A 47-year-old Caucasian female with a Body Mass Index (BMI) of 27.92, and no known history of diabetes, hypertension, or ischemic heart disease, developed a progressive decline in visual acuity in the right eye one month after initiating liraglutide therapy for weight loss. Upon symptom presentation, ophthalmic examination performed elsewhere revealed a best-corrected visual acuity (BCVA) of 20/40, optic nerve head (ONH) swelling, and inferior hemifield scotoma on Humphrey Visual Field testing. Oral corticosteroids were prescribed and discontinued because of poor glycemic control. Liraglutide therapy was continued for further three months and then switched to semaglutide owing to poor clinical results. Eight months later, the patient discontinued weight loss therapy because of progressive visual deterioration and presented to our clinic for a second opinion. Upon examination, BCVA was limited to 20/400, ONH edema was evident and confirmed on optical coherence tomography (OCT), and further worsening of the visual field defects was detected. Given the absence of anatomical and/or systemic risk factors, NAION secondary to GLP-1 RAs was diagnosed.

CONCLUSION AND IMPORTANCE

In our patient, liraglutide likely served as the initial trigger for the NAION, with semaglutide acting as an additional contributing factor in the progression of the disease. This case adds to the complex puzzle regarding the association between GLP-1 RAs therapy and NAION. Given the increasing use of these drugs for both obesity and diabetes and the close temporal correlations between GLP-1 RAs use and NAION, healthcare providers should be aware of the possible risk of serious ocular complications.

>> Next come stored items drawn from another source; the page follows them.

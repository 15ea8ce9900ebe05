//! Sync orchestration.
//!
//! [`SyncService`] drives one sync at a time through
//! check → download → apply → record version, publishing progress on a
//! broadcast channel. A second sync (or an import) started while one is in
//! flight is rejected, not queued.

use crate::auto_sync::AutoSyncTask;
use crate::error::{Result, SyncError};
use crate::merger::{DeltaMerger, MergeOutcome};
use crate::remote::RemoteSource;
use crate::store::LocalStore;
use crate::version::{VersionManager, UNSYNCED_VERSION};
use chrono::{DateTime, Utc};
use faultsync_engine::{
    DatasetVersion, ExportBundle, FetchRequest, FetchResponse, Record, VersionComparison,
};
use parking_lot::Mutex;
use serde::{Deserialize, Serialize};
use std::future::Future;
use std::sync::Arc;
use tokio::sync::broadcast;
use tokio_util::sync::CancellationToken;

/// Capacity of the progress channel. Slow subscribers miss old events.
const PROGRESS_CHANNEL_CAPACITY: usize = 64;

/// Stage of the sync state machine.
#[derive(Debug, Clone, Copy, Default, PartialEq, Eq, Serialize, Deserialize)]
#[serde(rename_all = "lowercase")]
pub enum SyncPhase {
    #[default]
    Idle,
    Checking,
    Downloading,
    Applying,
    Complete,
    Error,
}

/// A progress notification.
#[derive(Debug, Clone, PartialEq, Eq, Serialize, Deserialize)]
#[serde(rename_all = "camelCase")]
pub struct SyncProgress {
    pub phase: SyncPhase,
    /// 0 to 100
    pub progress: u8,
    pub message: String,
}

/// Outcome of a sync or import.
#[derive(Debug, Clone, PartialEq, Eq, Serialize, Deserialize)]
#[serde(rename_all = "camelCase")]
pub struct SyncResult {
    pub success: bool,
    #[serde(default, skip_serializing_if = "Option::is_none")]
    pub version: Option<String>,
    #[serde(default, skip_serializing_if = "Option::is_none")]
    pub faults_updated: Option<usize>,
    #[serde(default, skip_serializing_if = "Option::is_none")]
    pub error: Option<String>,
    #[serde(default, skip_serializing_if = "Option::is_none")]
    pub is_full_sync: Option<bool>,
}

impl SyncResult {
    /// Nothing to do: the store already holds `version`.
    pub fn up_to_date(version: impl Into<String>) -> Self {
        Self {
            success: true,
            version: Some(version.into()),
            faults_updated: Some(0),
            error: None,
            is_full_sync: None,
        }
    }

    pub fn failure(error: impl Into<String>) -> Self {
        Self {
            success: false,
            version: None,
            faults_updated: None,
            error: Some(error.into()),
            is_full_sync: None,
        }
    }
}

/// Snapshot of the client's sync state.
#[derive(Debug, Clone, PartialEq, Eq, Serialize, Deserialize)]
#[serde(rename_all = "camelCase")]
pub struct SyncStatus {
    pub last_sync: Option<DateTime<Utc>>,
    pub current_version: Option<String>,
    pub is_outdated: bool,
    pub is_syncing: bool,
    pub phase: SyncPhase,
}

#[derive(Debug, Default)]
struct SyncState {
    phase: SyncPhase,
    /// Cancellation handle of the sync in flight, if any
    in_flight: Option<CancellationToken>,
}

/// Single-flight guard. Resets the state to idle when dropped, whichever
/// way the sync ends.
struct InFlight<'a> {
    service: &'a SyncService,
    token: CancellationToken,
}

impl Drop for InFlight<'_> {
    fn drop(&mut self) {
        let mut state = self.service.state.lock();
        state.in_flight = None;
        state.phase = SyncPhase::Idle;
    }
}

/// Keeps the local fault dataset in step with a [`RemoteSource`].
pub struct SyncService {
    store: LocalStore,
    versions: VersionManager,
    remote: Arc<dyn RemoteSource>,
    max_age_hours: u64,
    state: Mutex<SyncState>,
    events: broadcast::Sender<SyncProgress>,
    pub(crate) auto_sync: Mutex<Option<AutoSyncTask>>,
}

impl SyncService {
    /// `max_age_hours` is how old the last sync may get before a non-forced
    /// sync talks to the remote again.
    pub fn new(store: LocalStore, remote: Arc<dyn RemoteSource>, max_age_hours: u64) -> Self {
        let (events, _) = broadcast::channel(PROGRESS_CHANNEL_CAPACITY);
        Self {
            versions: VersionManager::new(store.clone()),
            store,
            remote,
            max_age_hours,
            state: Mutex::new(SyncState::default()),
            events,
            auto_sync: Mutex::new(None),
        }
    }

    pub fn store(&self) -> &LocalStore {
        &self.store
    }

    pub fn versions(&self) -> &VersionManager {
        &self.versions
    }

    /// Receive progress notifications from now on.
    pub fn subscribe(&self) -> broadcast::Receiver<SyncProgress> {
        self.events.subscribe()
    }

    pub fn is_sync_in_progress(&self) -> bool {
        self.state.lock().in_flight.is_some()
    }

    pub fn phase(&self) -> SyncPhase {
        self.state.lock().phase
    }

    /// Cancel the sync in flight, if any.
    ///
    /// A sync waiting on the remote ends promptly with "Sync aborted". Once
    /// the apply step has started it runs to completion, so the store is
    /// never left half-merged.
    pub fn abort_sync(&self) {
        if let Some(token) = &self.state.lock().in_flight {
            tracing::info!("Aborting sync");
            token.cancel();
        }
    }

    pub async fn status(&self) -> SyncStatus {
        let (is_syncing, phase) = {
            let state = self.state.lock();
            (state.in_flight.is_some(), state.phase)
        };
        SyncStatus {
            last_sync: self.versions.get_last_sync_time().await,
            current_version: self.versions.get_local_version().await,
            is_outdated: self.versions.is_sync_needed(self.max_age_hours).await,
            is_syncing,
            phase,
        }
    }

    /// Ask the remote whether a newer dataset exists.
    pub async fn check_for_updates(&self) -> Result<VersionComparison> {
        let current = self
            .versions
            .get_local_version()
            .await
            .unwrap_or_else(|| UNSYNCED_VERSION.to_string());

        let response = self.remote.check(&current).await?;
        let comparison = response.into_comparison(&current);

        tracing::debug!(
            current = %comparison.current_version,
            latest = %comparison.latest_version,
            has_update = comparison.has_update,
            "Update check complete"
        );
        Ok(comparison)
    }

    /// Bring the local dataset up to date.
    ///
    /// Unless `force` is set, a store that synced recently is left alone
    /// without contacting the remote. Never panics or returns an error;
    /// failures are reported in the result.
    pub async fn sync_fault_database(&self, force: bool) -> SyncResult {
        let flight = match self.begin_flight() {
            Ok(flight) => flight,
            Err(e) => {
                tracing::warn!("Sync requested while another is in progress");
                return SyncResult::failure(e.to_string());
            }
        };

        match self.run_sync(&flight.token, force).await {
            Ok(result) => result,
            Err(e) => {
                tracing::error!(error = %e, "Sync failed");
                self.emit(SyncPhase::Error, 0, format!("Sync failed: {}", e));
                SyncResult::failure(e.to_string())
            }
        }
    }

    /// Every stored record plus the applied version, as a portable bundle.
    pub async fn export_fault_data(&self) -> Result<ExportBundle> {
        let faults = self.store.all().await?;
        let version = self.versions.get_local_version().await;
        tracing::info!(count = faults.len(), ?version, "Exporting fault data");
        Ok(ExportBundle::new(version, faults, Utc::now()))
    }

    /// Replace the local dataset with the contents of an exported bundle.
    ///
    /// The bundle is fully validated before anything is written.
    pub async fn import_fault_data(&self, data: &str) -> SyncResult {
        let _flight = match self.begin_flight() {
            Ok(flight) => flight,
            Err(e) => return SyncResult::failure(e.to_string()),
        };

        match self.run_import(data).await {
            Ok(result) => result,
            Err(e) => {
                tracing::error!(error = %e, "Import failed");
                SyncResult::failure(e.to_string())
            }
        }
    }

    fn begin_flight(&self) -> Result<InFlight<'_>> {
        let mut state = self.state.lock();
        if state.in_flight.is_some() {
            return Err(SyncError::Concurrency);
        }
        let token = CancellationToken::new();
        state.in_flight = Some(token.clone());
        Ok(InFlight {
            service: self,
            token,
        })
    }

    fn emit(&self, phase: SyncPhase, progress: u8, message: impl Into<String>) {
        let message = message.into();
        self.state.lock().phase = phase;
        tracing::debug!(?phase, progress, %message, "Sync progress");
        // No subscribers is fine.
        let _ = self.events.send(SyncProgress {
            phase,
            progress,
            message,
        });
    }

    async fn run_sync(&self, token: &CancellationToken, force: bool) -> Result<SyncResult> {
        let local_version = self.versions.get_local_version().await;

        if !force {
            if let Some(version) = &local_version {
                if !self.versions.is_sync_needed(self.max_age_hours).await {
                    tracing::debug!(%version, "Local dataset is fresh, skipping sync");
                    return Ok(SyncResult::up_to_date(version.clone()));
                }
            }
        }

        tracing::info!(?local_version, force, "Starting sync");

        self.emit(SyncPhase::Checking, 10, "Checking for updates...");
        let comparison = cancellable(token, self.check_for_updates()).await?;

        if !comparison.has_update && !force {
            self.emit(SyncPhase::Complete, 100, "Already up to date");
            return Ok(SyncResult::up_to_date(comparison.current_version));
        }

        self.emit(
            SyncPhase::Downloading,
            30,
            format!("Downloading {} updates...", comparison.change_count),
        );
        let request = FetchRequest::new(
            local_version.as_deref().unwrap_or(UNSYNCED_VERSION),
            comparison.latest_version.as_str(),
        );
        let response = cancellable(token, self.remote.fetch(&request)).await?;
        let FetchResponse {
            success,
            version,
            faults,
            removed,
            is_full_sync,
            error,
            ..
        } = response;

        if !success {
            return Err(SyncError::Network(
                error.unwrap_or_else(|| "Sync failed".to_string()),
            ));
        }
        let version = version.unwrap_or_else(|| comparison.latest_version.clone());
        let records: Vec<Record> = faults.into_iter().map(Record::seal).collect();

        // Last point at which an abort is honored.
        if token.is_cancelled() {
            return Err(SyncError::Cancelled);
        }

        self.emit(SyncPhase::Applying, 60, "Applying updates...");
        let mut txn = self.store.begin().await?;
        let outcome = if is_full_sync {
            if records.is_empty() {
                tracing::warn!(%version, "Remote sent an empty full snapshot, keeping local records");
                DeltaMerger::apply_changes_in(&mut txn, &[], &[]).await?
            } else {
                DeltaMerger::apply_full_snapshot_in(&mut txn, &records).await?
            }
        } else {
            DeltaMerger::apply_changes_in(&mut txn, &records, &removed).await?
        };

        self.emit(SyncPhase::Applying, 90, "Updating version info...");
        let now = Utc::now();
        VersionManager::stage(&mut txn, &version, now).await?;
        txn.record_version(&applied_version(
            &version,
            &outcome,
            now,
            comparison.changelog.unwrap_or_default(),
        ))
        .await?;
        txn.commit().await?;

        tracing::info!(
            %version,
            is_full_sync,
            written = outcome.written,
            removed = outcome.removed,
            total = outcome.record_count,
            "Sync complete"
        );
        self.emit(SyncPhase::Complete, 100, format!("Updated to v{}", version));

        Ok(SyncResult {
            success: true,
            version: Some(version),
            faults_updated: Some(faults_updated(&outcome, is_full_sync)),
            error: None,
            is_full_sync: Some(is_full_sync),
        })
    }

    async fn run_import(&self, data: &str) -> Result<SyncResult> {
        let bundle = ExportBundle::from_json(data)?;
        bundle.validate()?;

        let version = bundle.version.clone();
        let records = bundle.into_records();

        let mut txn = self.store.begin().await?;
        let outcome = DeltaMerger::apply_full_snapshot_in(&mut txn, &records).await?;
        if let Some(version) = &version {
            let now = Utc::now();
            VersionManager::stage(&mut txn, version, now).await?;
            txn.record_version(&applied_version(version, &outcome, now, Vec::new()))
                .await?;
        }
        txn.commit().await?;

        tracing::info!(count = outcome.record_count, ?version, "Imported fault data");

        Ok(SyncResult {
            success: true,
            version,
            faults_updated: Some(outcome.written),
            error: None,
            is_full_sync: Some(true),
        })
    }
}

/// Records a sync changed. A full snapshot replaces the store, so only its
/// records count; rows it cleared are not reported again as removals.
fn faults_updated(outcome: &MergeOutcome, is_full_sync: bool) -> usize {
    if is_full_sync {
        outcome.written
    } else {
        outcome.written + outcome.removed
    }
}

fn applied_version(
    version: &str,
    outcome: &MergeOutcome,
    applied_at: DateTime<Utc>,
    changelog: Vec<String>,
) -> DatasetVersion {
    DatasetVersion {
        version: version.to_string(),
        record_count: outcome.record_count as u64,
        checksum: outcome.checksum.clone(),
        released_at: applied_at,
        is_current: true,
        changelog,
    }
}

/// Run `fut` unless `token` is cancelled first.
async fn cancellable<T, F>(token: &CancellationToken, fut: F) -> Result<T>
where
    F: Future<Output = Result<T>>,
{
    tokio::select! {
        biased;
        _ = token.cancelled() => Err(SyncError::Cancelled),
        result = fut => result,
    }
}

Upon onset of visual symptoms, early ophthalmologic diagnosis and treatment interruption are essential to prevent or limit severe visual morbidities.

摘要

目的

报告一例在使用胰高血糖素样肽-1(GLP-1)受体激动剂(RA)利拉鲁肽和司美格鲁肽治疗的健康患者中发生非动脉炎性缺血性视神经病变(NAION)的病例。

观察结果

一名47岁的白种女性,体重指数(BMI)为27.92,无糖尿病、高血压或缺血性心脏病病史,在开始使用利拉鲁肽减肥治疗一个月后,右眼视力逐渐下降。出现症状后,在其他地方进行的眼科检查显示最佳矫正视力(BCVA)为20/40,视神经乳头(ONH)肿胀,在Humphrey视野测试中存在下方半视野暗点。因血糖控制不佳,口服皮质类固醇药物被开具并停用。利拉鲁肽治疗持续了三个月,之后由于临床效果不佳改为司美格鲁肽治疗。八个月后,由于视力逐渐恶化,患者停止了减肥治疗,并到我们诊所寻求第二种意见。检查时,BCVA降至20/400,ONH水肿明显,并经光学相干断层扫描(OCT)证实,且视野缺损进一步恶化。鉴于不存在解剖学和/或全身性危险因素,诊断为继发于GLP-1 RA的NAION。

结论及重要性

在我们的患者中,利拉鲁肽可能是NAION的初始触发因素,司美格鲁肽在疾病进展中起到了额外的促成因素作用。该病例为GLP-1 RA治疗与NAION之间的关联这一复杂难题增添了内容。鉴于这些药物在肥胖症和糖尿病治疗中的使用日益增加,以及GLP-1 RA使用与NAION之间密切的时间相关性,医疗保健提供者应意识到严重眼部并发症的潜在风险。一旦出现视觉症状,早期眼科诊断和中断治疗对于预防或限制严重视觉疾病至关重要。